> _Aim of the task_
The number of lines in the entries below holding the word "Clone" is all that is needed here.

○ ○ ○ ○ ○

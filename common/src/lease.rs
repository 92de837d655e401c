use chrono::{DateTime, Duration, Utc};
use serde::{Deserialize, Serialize};

use crate::{Object, ObjectMeta};

#[derive(Debug, Serialize, Deserialize, Clone, Default, PartialEq)]
pub struct LeaseSpec {
    #[serde(rename = "holderIdentity", default, skip_serializing_if = "Option::is_none")]
    pub holder_identity: Option<String>,
    #[serde(rename = "leaseDurationMillis", default)]
    pub lease_duration_millis: i64,
    #[serde(rename = "acquireTime", default, skip_serializing_if = "Option::is_none")]
    pub acquire_time: Option<DateTime<Utc>>,
    #[serde(rename = "renewTime", default, skip_serializing_if = "Option::is_none")]
    pub renew_time: Option<DateTime<Utc>>,
    #[serde(rename = "leaseTransitions", default)]
    pub lease_transitions: i64,
}

/// Leader election record. One per elected component.
#[derive(Debug, Serialize, Deserialize, Clone, PartialEq)]
pub struct Lease {
    #[serde(rename = "apiVersion", default = "default_lease_api_version")]
    pub api_version: String,
    #[serde(default = "default_lease_kind")]
    pub kind: String,
    pub metadata: ObjectMeta,
    #[serde(default)]
    pub spec: LeaseSpec,
}

fn default_lease_api_version() -> String {
    "coordination.k8s.io/v1".to_string()
}

fn default_lease_kind() -> String {
    "Lease".to_string()
}

impl Lease {
    pub fn new(name: &str, spec: LeaseSpec) -> Self {
        Self {
            api_version: default_lease_api_version(),
            kind: default_lease_kind(),
            metadata: ObjectMeta::named(name),
            spec,
        }
    }

    pub fn holder(&self) -> Option<&str> {
        self.spec.holder_identity.as_deref()
    }

    /// A lease without holder or renew time is free. Otherwise it is expired
    /// once `renewTime + leaseDurationMillis` lies before `now`. A duration
    /// too large to represent never expires.
    pub fn is_expired(&self, now: DateTime<Utc>) -> bool {
        match (self.holder(), self.spec.renew_time) {
            (None, _) | (_, None) => true,
            (Some(_), Some(renewed)) => {
                Duration::try_milliseconds(self.spec.lease_duration_millis)
                    .and_then(|d| renewed.checked_add_signed(d))
                    .is_some_and(|expiry| expiry < now)
            }
        }
    }
}

impl Object for Lease {
    const KIND: &'static str = "leases";

    fn metadata(&self) -> &ObjectMeta {
        &self.metadata
    }

    fn metadata_mut(&mut self) -> &mut ObjectMeta {
        &mut self.metadata
    }
}

#[cfg(test)]
mod tests {
    use super::*;

    #[test]
    fn test_lease_expiry() {
        let now = Utc::now();
        let mut lease = Lease::new(
            "rkp-leader",
            LeaseSpec {
                holder_identity: Some("a".to_string()),
                lease_duration_millis: 15_000,
                renew_time: Some(now - Duration::seconds(10)),
                ..Default::default()
            },
        );
        assert!(!lease.is_expired(now));

        lease.spec.renew_time = Some(now - Duration::seconds(16));
        assert!(lease.is_expired(now));

        lease.spec.holder_identity = None;
        lease.spec.renew_time = Some(now);
        assert!(lease.is_expired(now));
    }

    #[test]
    fn test_huge_duration_does_not_expire() {
        let now = Utc::now();
        let lease = Lease::new(
            "rkp-leader",
            LeaseSpec {
                holder_identity: Some("a".to_string()),
                lease_duration_millis: i64::MAX,
                renew_time: Some(now - Duration::days(365)),
                ..Default::default()
            },
        );
        assert!(!lease.is_expired(now));
    }
}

○ ○ ○ ○ ○

> _Result_
2